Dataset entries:

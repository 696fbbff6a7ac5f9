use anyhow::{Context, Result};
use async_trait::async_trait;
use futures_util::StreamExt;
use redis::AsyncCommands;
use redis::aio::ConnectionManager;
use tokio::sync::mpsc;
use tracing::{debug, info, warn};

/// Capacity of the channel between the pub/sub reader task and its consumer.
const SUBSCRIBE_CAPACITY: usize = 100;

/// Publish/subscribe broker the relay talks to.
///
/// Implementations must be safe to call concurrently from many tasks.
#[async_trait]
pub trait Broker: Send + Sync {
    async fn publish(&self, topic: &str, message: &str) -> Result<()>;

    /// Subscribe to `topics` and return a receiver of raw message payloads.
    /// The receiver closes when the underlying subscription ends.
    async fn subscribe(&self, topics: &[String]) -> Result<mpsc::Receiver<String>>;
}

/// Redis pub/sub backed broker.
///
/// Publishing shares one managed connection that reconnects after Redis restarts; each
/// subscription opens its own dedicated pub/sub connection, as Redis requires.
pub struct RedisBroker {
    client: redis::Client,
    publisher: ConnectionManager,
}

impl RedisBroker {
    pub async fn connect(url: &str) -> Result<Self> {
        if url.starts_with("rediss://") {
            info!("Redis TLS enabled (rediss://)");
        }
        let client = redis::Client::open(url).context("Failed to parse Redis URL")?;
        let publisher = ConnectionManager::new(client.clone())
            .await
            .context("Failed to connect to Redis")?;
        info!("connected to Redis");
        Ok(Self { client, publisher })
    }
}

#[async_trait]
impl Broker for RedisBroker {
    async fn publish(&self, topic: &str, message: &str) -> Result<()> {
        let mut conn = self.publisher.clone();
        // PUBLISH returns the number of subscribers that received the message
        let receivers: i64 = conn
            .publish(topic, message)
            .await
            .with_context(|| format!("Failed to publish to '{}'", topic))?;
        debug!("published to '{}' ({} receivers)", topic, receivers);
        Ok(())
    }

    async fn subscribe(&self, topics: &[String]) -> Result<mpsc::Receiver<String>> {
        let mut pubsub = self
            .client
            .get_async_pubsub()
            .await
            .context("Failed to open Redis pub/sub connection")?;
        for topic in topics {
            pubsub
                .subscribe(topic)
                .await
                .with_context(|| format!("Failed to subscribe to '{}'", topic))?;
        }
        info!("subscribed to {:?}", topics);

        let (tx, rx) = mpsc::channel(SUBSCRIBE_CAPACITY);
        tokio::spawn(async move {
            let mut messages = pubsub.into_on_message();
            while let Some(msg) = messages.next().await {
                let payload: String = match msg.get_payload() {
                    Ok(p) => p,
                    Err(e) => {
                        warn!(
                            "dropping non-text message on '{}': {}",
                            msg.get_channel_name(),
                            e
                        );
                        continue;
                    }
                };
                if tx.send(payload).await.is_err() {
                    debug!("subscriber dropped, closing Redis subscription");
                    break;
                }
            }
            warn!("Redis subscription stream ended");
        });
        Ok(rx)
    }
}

- [YOUR GOAL]: With nothing left out, return each entry exactly.

- [ANSWER BELOW]:
repository 696fbbff6a7ac5f9
use anyhow::{Context, Result};
use async_trait::async_trait;
use futures_util::StreamExt;
use redis::AsyncCommands;
use redis::aio::ConnectionManager;
use tokio::sync::mpsc;
use tracing::{debug, info, warn};

/// Capacity of the channel between the pub/sub reader task and its consumer.
const SUBSCRIBE_CAPACITY: usize = 100;

/// Publish/subscribe broker the relay talks to.
///
/// Implementations must be safe to call concurrently from many tasks.
#[async_trait]
pub trait Broker: Send + Sync {
    async fn publish(&self, topic: &str, message: &str) -> Result<()>;

    /// Subscribe to `topics` and return a receiver of raw message payloads.
    /// The receiver closes when the underlying subscription ends.
    async fn subscribe(&self, topics: &[String]) -> Result<mpsc::Receiver<String>>;
}

/// Redis pub/sub backed broker.
///
/// Publishing shares one managed connection that reconnects after Redis restarts; each
/// subscription opens its own dedicated pub/sub connection, as Redis requires.
pub struct RedisBroker {
    client: redis::Client,
    publisher: ConnectionManager,
}

impl RedisBroker {
    pub async fn connect(url: &str) -> Result<Self> {
        if url.starts_with("rediss://") {
            info!("Redis TLS enabled (rediss://)");
        }
        let client = redis::Client::open(url).context("Failed to parse Redis URL")?;
        let publisher = ConnectionManager::new(client.clone())
            .await
            .context("Failed to connect to Redis")?;
        info!("connected to Redis");
        Ok(Self { client, publisher })
    }
}

#[async_trait]
impl Broker for RedisBroker {
    async fn publish(&self, topic: &str, message: &str) -> Result<()> {
        let mut conn = self.publisher.clone();
        // PUBLISH returns the number of subscribers that received the message
        let receivers: i64 = conn
            .publish(topic, message)
            .await
            .with_context(|| format!("Failed to publish to '{}'", topic))?;
        debug!("published to '{}' ({} receivers)", topic, receivers);
        Ok(())
    }

    async fn subscribe(&self, topics: &[String]) -> Result<mpsc::Receiver<String>> {
        let mut pubsub = self
            .client
            .get_async_pubsub()
            .await
            .context("Failed to open Redis pub/sub connection")?;
        for topic in topics {
            pubsub
                .subscribe(topic)
                .await
                .with_context(|| format!("Failed to subscribe to '{}'", topic))?;
        }
        info!("subscribed to {:?}", topics);

        let (tx, rx) = mpsc::channel(SUBSCRIBE_CAPACITY);
        tokio::spawn(async move {
            let mut messages = pubsub.into_on_message();
            while let Some(msg) = messages.next().await {
                let payload: String = match msg.get_payload() {
                    Ok(p) => p,
                    Err(e) => {
                        warn!(
                            "dropping non-text message on '{}': {}",
                            msg.get_channel_name(),
                            e
                        );
                        continue;
                    }
                };
                if tx.send(payload).await.is_err() {
                    debug!("subscriber dropped, closing Redis subscription");
                    break;
                }
            }
            warn!("Redis subscription stream ended");
        });
        Ok(rx)
    }
}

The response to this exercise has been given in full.